### Requirement
Find and copy every line in the records that includes the string "github".

(Source data)
#####
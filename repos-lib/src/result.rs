use crate::error::ReposError;

pub type ReposResult<T> = std::result::Result<T, ReposError>;
mod args;
mod handler;
mod render;

use crate::args::Args;
use crate::handler::handle_result;
use crate::render::Renderer;
use anyhow::Result;
use clap::{CommandFactory, Parser};
use repos_lib::{ClientOptions, ReposClient};
use std::io::{stdout, Write};
use std::process::ExitCode;

#[tokio::main]
async fn main() -> Result<ExitCode> {
    env_logger::init();

    let args = Args::parse();

    let Some(request) = args.fetch_request() else {
        Args::command().print_help()?;
        return Ok(ExitCode::FAILURE)
    };

    let options = ClientOptions {
        user_agent: args.user_agent.clone(),
        timeout: args.timeout(),
        ..Default::default()
    };
    let github = ReposClient::new(args.api_url.as_str(), &options)?;
    let renderer = Renderer::new(!args.no_color);

    let mut out = stdout().lock();
    renderer.write_fetching(&mut out, &request.login)?;
    out.flush()?;

    let result = github.list_repos(&request).await;
    let succeeded = handle_result(&mut out, result, &args.filter(), &renderer, args.count_only())?;

    Ok(if succeeded {
        ExitCode::SUCCESS
    } else {
        ExitCode::FAILURE
    })
}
#####
### Answer to this problem
    let github = ReposClient::new(args.api_url.as_str(), &options)?;
    let result = github.list_repos(&request).await;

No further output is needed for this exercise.